Spurred by the unending prohibition-related violence tormenting Mexico, and in particular, Ciudad Juárez, El Paso's sister city on the other side of the Rio Grande, the El Paso City Council Tuesday unanimously passed a resolution that called for, among other things, "a serious debate" on drug legalization as a means of ending the violence. But Mayor John Cook, who sat silently through the council meeting, vetoed the resolution the same afternoon.
Drafted by the city's Border Relations Committee, the resolution outlined 11 steps the US and Mexican governments can take to help El Paso's "besieged and beleaguered sister city." But O'Rourke proposed a 12th step -- which also passed unanimously -- an amendment calling on national leaders to "support an honest open national debate on ending the prohibition on narcotics." (See the draft resolution not including the amendment here.)
"We know the war on drugs is empowering the drug lords and is costing us millions of dollars," O'Rourke told his fellow council members. "Let's start an honest national debate that would end the prohibition of narcotics," he said, successfully urging them to support his amendment.
"It's a terrible situation that calls for a more dramatic solution than just asking for stepped up enforcement," O'Rourke said after the Tuesday meeting. "What I asked for today and the council approved was urging our representatives to have an honest, open dialogue about ending the prohibition on narcotics," he told the El Paso Times."I hope our congressman, Silvestre Reyes, and our US senators hear us loud and clear and have a very difficult and politically challenging debate, one that needs to happen. We can't continue the status quo; it's not working."
But El Paso's federal representatives may not hear the council's request loud and clear, because later Tuesday afternoon Mayor Cook issued his veto. "The action of council... undermines the hard work of the committee by adding new language which may affect the credibility of the entire resolution," he said in the veto. "It is not realistic to believe that the US Congress will seriously consider any broad-based debate on the legalization of narcotics," Cook added. "That position is not consistent with the community standards both locally and nationally."
Cook's after-the-fact veto angered several council members. "I am really disappointed. I went and told him that personally," O'Rourke said. "This amendment received unanimous support from council and it also received the support of the members of the committee who wrote the resolution."
Eastridge/Mid-Valley city Rep. Steve Ortega said he respected Cook's decision, but disagreed with it. "The controversial amendment merely calls for the initiation of a debate regarding the prohibition of narcotics. It does not endorse the legalization of drugs but it places it on the table for debate," he said. "Ending cartel related violence in Juárez represents this region's biggest challenge and justifies an all-inclusive dialogue concerning potential solutions."
"I completely understand... this is a very uncomfortable conversation to have," said West-Central city Rep. Susie Byrd. "But the reason that I am compelled to support the resolution as we approved it is that whatever we have been doing in the last 40 years has not worked."
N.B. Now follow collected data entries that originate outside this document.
impl DistributedTrainer {
    pub fn new(
        backend: Arc<dyn DistributedBackend>,
        trainer: Arc<dyn ModelTrainer>,
        config: DistributedConfig,
        row_threshold: usize,
    ) -> Self {
        let aggregator = strategy_for(config.aggregation);
        Self {
            backend,
            trainer,
            aggregator,
            config,
            row_threshold,
            active: Mutex::new(HashMap::new()),
        }
    }

    /// Replaces the aggregation strategy.
    pub fn with_aggregation(mut self, aggregator: Box<dyn AggregationStrategy>) -> Self {
        self.aggregator = aggregator;
        self
    }

    pub fn backend_name(&self) -> &'static str {
        self.backend.name()
    }

    /// Whether a fit should be distributed rather than run in-process.
    pub fn should_distribute(&self, n_workers: Option<usize>, rows: usize) -> bool {
        n_workers.unwrap_or(1) > 1 || rows > self.row_threshold
    }

    pub async fn pool_status(&self) -> PoolStatus {
        self.backend.pool_status().await
    }

    /// Cancels the distributed fit of `task_id` and all of its subtasks.
    pub async fn cancel(&self, task_id: &str) {
        if let Some(token) = self.active.lock().await.get(task_id) {
            token.cancel();
        }
        self.backend.cancel(task_id).await;
    }

    /// Runs a distributed fit. Observer errors (e.g. a prune decision) abort
    /// the fit and are returned unchanged.
    pub async fn train(
        &self,
        request: DistributedRequest,
        observer: &dyn EpochObserver,
        cancel: &CancellationToken,
    ) -> Result<DistributedOutcome, TrainingError> {
        let task_id = request.task_id.clone();
        let token = cancel.child_token();
        self.active
            .lock()
            .await
            .insert(task_id.clone(), token.clone());

        let result = self.run(request, observer, &token).await;

        self.active.lock().await.remove(&task_id);
        if result.is_err() {
            token.cancel();
            self.backend.cancel(&task_id).await;
        }
        result
    }

    async fn run(
        &self,
        request: DistributedRequest,
        observer: &dyn EpochObserver,
        token: &CancellationToken,
    ) -> Result<DistributedOutcome, TrainingError> {
        let rows = request.train.len();
        let requested = match request.n_workers {
            Some(n) => n,
            None => self.backend.pool_status().await.available().max(1),
        };
        let max_parts = (rows / MIN_PARTITION_ROWS).max(1);
        let bounds = partition_bounds(rows, requested.min(max_parts));
        let parts = bounds.len();

        let partitions: Vec<Arc<Split>> = bounds
            .iter()
            .map(|(start, end)| Arc::new(request.train.slice_rows(*start, *end)))
            .collect();
        let partition_rows: Vec<usize> = partitions.iter().map(|p| p.len()).collect();

        info!(
            task_id = %request.task_id,
            backend = self.backend.name(),
            partitions = parts,
            rows = rows,
            "Starting distributed training"
        );

        let (tx, mut rx) = mpsc::unbounded_channel();
        let mut barrier = EpochBarrier::new(&partition_rows);
        let mut attempts = vec![0u32; parts];
        let mut failed_on: Vec<Vec<String>> = vec![Vec::new(); parts];
        let mut results: Vec<Option<PartialModel>> = vec![None; parts];
        let mut retried = 0u32;

        let subtask = |partition: usize, attempt: u32, exclude: Vec<String>| Subtask {
            task_id: request.task_id.clone(),
            subtask_id: format!("{}/p{}/a{}", request.task_id, partition, attempt),
            partition,
            attempt,
            train: Arc::clone(&partitions[partition]),
            validation: Arc::clone(&request.validation),
            init: request.init.clone(),
            params: request.params.clone(),
            trainer: Arc::clone(&self.trainer),
            resources: Resources {
                cpu: 1,
                ..Default::default()
            },
            exclude_workers: exclude,
            progress: tx.clone(),
            cancel: token.child_token(),
        };

        let mut pending = FuturesUnordered::new();
        for partition in 0..parts {
            let handle = self.backend.submit(subtask(partition, 0, Vec::new())).await?;
            pending.push(track(handle));
        }

        let mut done = 0;
        while done < parts {
            tokio::select! {
                biased;
                _ = token.cancelled() => {
                    return Err(TrainingError::Cancelled(format!(
                        "distributed training of {} cancelled",
                        request.task_id
                    )));
                }
                Some(report) = rx.recv() => {
                    for (epoch, loss) in barrier.record(report) {
                        observer.on_epoch(epoch, loss).await?;
                    }
                }
                Some((partition, worker_id, result)) = pending.next() => match result {
                    Ok(partial) => {
                        debug!(
                            task_id = %request.task_id,
                            partition = partition,
                            worker_id = %worker_id,
                            loss = partial.validation_loss,
                            "Partition finished"
                        );
                        results[partition] = Some(partial);
                        done += 1;
                    }
                    Err(TrainingError::WorkerUnavailable(message)) => {
                        attempts[partition] += 1;
                        failed_on[partition].push(worker_id.clone());
                        if attempts[partition] > self.config.partition_retries {
                            return Err(TrainingError::WorkerUnavailable(format!(
                                "partition {} failed after {} attempts: {}",
                                partition, attempts[partition], message
                            )));
                        }
                        warn!(
                            task_id = %request.task_id,
                            partition = partition,
                            worker_id = %worker_id,
                            attempt = attempts[partition],
                            error = %message,
                            "Partition failed, retrying on another worker"
                        );
                        retried += 1;
                        let handle = self
                            .backend
                            .submit(subtask(partition, attempts[partition], failed_on[partition].clone()))
                            .await?;
                        pending.push(track(handle));
                    }
                    Err(e) => return Err(e),
                },
            }
        }

        // Reports sent just before each partition finished.
        while let Ok(report) = rx.try_recv() {
            for (epoch, loss) in barrier.record(report) {
                observer.on_epoch(epoch, loss).await?;
            }
        }

        let partials: Vec<PartialModel> = results.into_iter().flatten().collect();
        let model = self.aggregator.aggregate(&partials)?;
        let validation_loss = model.loss(&request.validation);
        if !validation_loss.is_finite() {
            return Err(TrainingError::Training(
                "aggregated model produced a non-finite validation loss".to_string(),
            ));
        }

        info!(
            task_id = %request.task_id,
            aggregation = self.aggregator.name(),
            validation_loss = validation_loss,
            retried_subtasks = retried,
            "Distributed training finished"
        );

        Ok(DistributedOutcome {
            model,
            partitions: parts,
            validation_loss,
            retried_subtasks: retried,
        })
    }
}
#[derive(Debug, Default, Deserialize)]
struct RawDateRange {
    start: Option<String>,
    end: Option<String>,
}

/// Loose view of the config blob; every field is optional here so that
/// missing fields produce validation errors instead of serde errors.
#[derive(Debug, Default, Deserialize)]
struct RawConfig {
    feature_set: Option<String>,
    #[serde(alias = "target_variable")]
    target: Option<String>,
    #[serde(alias = "start_date")]
    start: Option<String>,
    #[serde(alias = "end_date")]
    end: Option<String>,
    date_range: Option<RawDateRange>,
    asset_ids: Option<Vec<String>>,
    horizon: Option<u32>,
    split: Option<SplitRatios>,
    #[serde(default)]
    hyperparameters: Params,
    n_workers: Option<usize>,
    model_name: Option<String>,
    search_space: Option<SearchSpace>,
    hpo: Option<HpoSettings>,
    timeout_secs: Option<u64>,
}

/// Typed, validated view of a job's config blob.
#[derive(Debug, Clone, PartialEq, Serialize, Deserialize)]
pub struct TrainingSpec {
    pub feature_set: String,
    pub target: String,
    pub start: DateTime<Utc>,
    pub end: DateTime<Utc>,
    pub asset_ids: Option<Vec<String>>,
    pub horizon: Option<u32>,
    pub split: SplitRatios,
    pub hyperparameters: Params,
    pub n_workers: Option<usize>,
    pub model_name: Option<String>,
    pub search_space: Option<SearchSpace>,
    pub hpo: HpoSettings,
    pub timeout_secs: Option<u64>,
}

impl TrainingSpec {
    /// Parses and validates a config blob for the given model type.
    ///
    /// Required: `feature_set`, a non-empty `start`/`end` date range, and a
    /// target variable. Forecast models default their target to `target`.
    pub fn from_config(model_type: &str, config: &serde_json::Value) -> Result<Self, TrainingError> {
        if model_type.trim().is_empty() {
            return Err(TrainingError::Validation(
                "model_type cannot be empty".to_string(),
            ));
        }
        if !config.is_object() {
            return Err(TrainingError::Validation(
                "config must be a JSON object".to_string(),
            ));
        }

        let raw: RawConfig = serde_json::from_value(config.clone())
            .map_err(|e| TrainingError::Validation(format!("malformed config: {}", e)))?;

        let feature_set = non_empty(raw.feature_set, "feature_set")?;

        let target = match raw.target {
            Some(target) => non_empty(Some(target), "target")?,
            None => default_target(model_type)
                .map(str::to_string)
                .ok_or_else(|| missing("target"))?,
        };

        let range = raw.date_range.unwrap_or_default();
        let start = raw.start.or(range.start).ok_or_else(|| missing("start"))?;
        let end = raw.end.or(range.end).ok_or_else(|| missing("end"))?;
        let start = parse_timestamp(&start, "start")?;
        let end = parse_timestamp(&end, "end")?;
        if end <= start {
            return Err(TrainingError::Validation(format!(
                "date range is empty or inverted: {} .. {}",
                start, end
            )));
        }

        let split = raw.split.unwrap_or_default();
        split.validate()?;

        if raw.n_workers == Some(0) {
            return Err(TrainingError::Validation(
                "n_workers must be at least 1".to_string(),
            ));
        }

        if let Some(space) = &raw.search_space {
            space.validate()?;
        }

        let hpo = raw.hpo.unwrap_or_default();
        if hpo.n_trials == 0 || hpo.n_parallel == 0 {
            return Err(TrainingError::Validation(
                "hpo n_trials and n_parallel must be at least 1".to_string(),
            ));
        }

        if raw.timeout_secs == Some(0) {
            return Err(TrainingError::Validation(
                "timeout_secs must be positive".to_string(),
            ));
        }

        let spec = Self {
            feature_set,
            target,
            start,
            end,
            asset_ids: raw.asset_ids,
            horizon: raw.horizon,
            split,
            hyperparameters: raw.hyperparameters,
            n_workers: raw.n_workers,
            model_name: raw.model_name.filter(|n| !n.trim().is_empty()),
            search_space: raw.search_space,
            hpo,
            timeout_secs: raw.timeout_secs,
        };
        crate::pipeline::TrainParams::validate_overrides(&spec.hyperparameters)?;
        Ok(spec)
    }

    /// Whether the job is executed as a hyperparameter search.
    pub fn is_hpo(&self) -> bool {
        self.search_space.is_some()
    }
}

fn default_target(model_type: &str) -> Option<&'static str> {
    match model_type {
        "forecast" => Some("target"),
        _ => None,
    }
}

fn missing(field: &str) -> TrainingError {
    TrainingError::Validation(format!("missing required field '{}'", field))
}

fn non_empty(value: Option<String>, field: &str) -> Result<String, TrainingError> {
    match value {
        Some(v) if !v.trim().is_empty() => Ok(v),
        _ => Err(missing(field)),
    }
}

/// Accepts RFC 3339 timestamps or plain `YYYY-MM-DD` dates (midnight UTC).
pub fn parse_timestamp(value: &str, field: &str) -> Result<DateTime<Utc>, TrainingError> {
    if let Ok(ts) = DateTime::parse_from_rfc3339(value) {
        return Ok(ts.with_timezone(&Utc));
    }
    NaiveDate::parse_from_str(value, "%Y-%m-%d")
        .ok()
        .and_then(|date| date.and_hms_opt(0, 0, 0))
        .map(|dt| dt.and_utc())
        .ok_or_else(|| {
            TrainingError::Validation(format!("field '{}' is not a date: '{}'", field, value))
        })
}
#[async_trait]
impl JobStore for SqliteStore {
    async fn insert_job(&self, job: &TrainingJob) -> Result<(), StoreError> {
        let metrics = job.metrics.as_ref().map(serde_json::to_string).transpose()?;
        sqlx::query(
            r#"
            INSERT INTO jobs (
                job_id, tenant_id, model_type, model_name, config, status, priority,
                progress, metrics, error_message, result_model_id, retry_count,
                created_at, started_at, completed_at, tags, version
            ) VALUES (?, ?, ?, ?, ?, ?, ?, ?, ?, ?, ?, ?, ?, ?, ?, ?, ?)
            "#,
        )
        .bind(job.job_id.to_string())
        .bind(&job.tenant_id)
        .bind(&job.model_type)
        .bind(&job.model_name)
        .bind(serde_json::to_string(&job.config)?)
        .bind(job.status.as_str())
        .bind(job.priority.as_str())
        .bind(job.progress)
        .bind(metrics)
        .bind(&job.error_message)
        .bind(&job.result_model_id)
        .bind(i64::from(job.retry_count))
        .bind(ts(&job.created_at))
        .bind(opt_ts(&job.started_at))
        .bind(opt_ts(&job.completed_at))
        .bind(serde_json::to_string(&job.tags)?)
        .bind(job.version as i64)
        .execute(&self.pool)
        .await
        .map_err(|e| conflict_or(e, format!("job {} exists", job.job_id)))?;
        Ok(())
    }

    async fn get_job(&self, job_id: JobId) -> Result<Option<TrainingJob>, StoreError> {
        let row = sqlx::query("SELECT * FROM jobs WHERE job_id = ?")
            .bind(job_id.to_string())
            .fetch_optional(&self.pool)
            .await?;
        row.as_ref().map(row_to_job).transpose()
    }

    async fn list_jobs(&self, filter: &JobFilter) -> Result<(Vec<TrainingJob>, u64), StoreError> {
        let mut count = QueryBuilder::<Sqlite>::new("SELECT COUNT(*) AS total FROM jobs");
        push_job_filters(&mut count, filter);
        let total: i64 = count.build().fetch_one(&self.pool).await?.try_get("total")?;

        let mut query = QueryBuilder::<Sqlite>::new("SELECT * FROM jobs");
        push_job_filters(&mut query, filter);
        query
            .push(" ORDER BY created_at DESC, job_id DESC LIMIT ")
            .push_bind(i64::from(filter.page_size))
            .push(" OFFSET ")
            .push_bind(filter.offset() as i64);
        let rows = query.build().fetch_all(&self.pool).await?;

        let jobs = rows.iter().map(row_to_job).collect::<Result<Vec<_>, _>>()?;
        Ok((jobs, total as u64))
    }

    async fn update_job(&self, job: &TrainingJob) -> Result<bool, StoreError> {
        let metrics = job.metrics.as_ref().map(serde_json::to_string).transpose()?;
        let result = sqlx::query(
            r#"
            UPDATE jobs SET
                status = ?, priority = ?, progress = ?, metrics = ?, error_message = ?,
                result_model_id = ?, retry_count = ?, started_at = ?, completed_at = ?,
                tags = ?, version = ?
            WHERE job_id = ? AND version = ?
            "#,
        )
        .bind(job.status.as_str())
        .bind(job.priority.as_str())
        .bind(job.progress)
        .bind(metrics)
        .bind(&job.error_message)
        .bind(&job.result_model_id)
        .bind(i64::from(job.retry_count))
        .bind(opt_ts(&job.started_at))
        .bind(opt_ts(&job.completed_at))
        .bind(serde_json::to_string(&job.tags)?)
        .bind(job.version as i64)
        .bind(job.job_id.to_string())
        .bind(job.version as i64 - 1)
        .execute(&self.pool)
        .await?;

        if result.rows_affected() == 1 {
            return Ok(true);
        }
        let exists = sqlx::query("SELECT 1 FROM jobs WHERE job_id = ?")
            .bind(job.job_id.to_string())
            .fetch_optional(&self.pool)
            .await?
            .is_some();
        if exists {
            Ok(false)
        } else {
            Err(StoreError::NotFound(format!("job {}", job.job_id)))
        }
    }

    async fn jobs_with_status(&self, status: JobStatus) -> Result<Vec<TrainingJob>, StoreError> {
        let rows = sqlx::query("SELECT * FROM jobs WHERE status = ? ORDER BY created_at ASC")
            .bind(status.as_str())
            .fetch_all(&self.pool)
            .await?;
        rows.iter().map(row_to_job).collect()
    }

    async fn append_event(&self, job_id: JobId, event: &JobEvent) -> Result<(), StoreError> {
        sqlx::query("INSERT INTO job_events (job_id, at, kind, message) VALUES (?, ?, ?, ?)")
            .bind(job_id.to_string())
            .bind(ts(&event.at))
            .bind(event.kind.as_str())
            .bind(&event.message)
            .execute(&self.pool)
            .await?;
        Ok(())
    }

    async fn job_events(&self, job_id: JobId) -> Result<Vec<JobEvent>, StoreError> {
        let rows = sqlx::query("SELECT at, kind, message FROM job_events WHERE job_id = ? ORDER BY id")
            .bind(job_id.to_string())
            .fetch_all(&self.pool)
            .await?;
        rows.iter()
            .map(|row| -> Result<JobEvent, StoreError> {
                Ok(JobEvent {
                    at: parse_ts(&row.try_get::<String, _>("at")?)?,
                    kind: parse_enum(&row.try_get::<String, _>("kind")?)?,
                    message: row.try_get("message")?,
                })
            })
            .collect()
    }
}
But Cook told the Times that asking for a debate on ending prohibition diverted attention from the real issue. "The whole purpose of the resolution was to get national attention to the violence in Juárez," he said. "After it was amended, the focus was placed instead on legalizing drugs in the United States."
And US Rep. Reyes, who would have been one of the recipients of the resolution, told the Times he would not have been receptive anyway. "Legalizing the types of drugs that are being smuggled across the border is not an effective way to combat the violence in Mexico," he said. "I would not support efforts in Congress that would seek to do so."
O'Rourke was irritated with the mayor's backroom maneuver. "We started a conversation about solutions ... a conversation that was supported by everyone on council," he said. "The mayor, though, didn't say a word during the meeting. It wasn't until I received a Xerox copy of his veto that I heard from him."
Now O'Rourke has to keep his fellow council members on board for Tuesday's vote. "My intention is to ask that this be on the Tuesday agenda, as adopted, for reconsideration, and we'll just see how the votes fall," O'Rourke said Wedneday. "I'm going to respect whatever the members of .council decide to do.After hearing from their constituents, they may have a different take on it."
Council members may fear the call for open debate on drug legalization will alienate voters ahead of looming elections, he said. "Unquestionably, it gets tougher for those representatives and the mayor to make this decision knowing they are going to face the voters in less than six months."
The debate over whether to even talk about radical drug policy reform continues to roil El Paso, and Tuesday's meeting should be interesting, to say the least. Among the latest to join the fray was former Mayor Bill Tilney, who served from 1991 to 1993. Where he came down was evident from the title of the op-ed he penned Wednesday: "Former mayor to City Council: Stay the course on drug resolution."
Some elected officials, such as Mayor Cook and Rep. Reyes, may want to close their eyes and plug their ears, but all El Pasoans have to do is look across the border to see how well the drug war is working. More than 5,000 Mexicans died in prohibition-related violence last year, hundreds of them in Ciudad Juárez alone. Now the people closest to the border are starting to demand something besides more of the same old same old.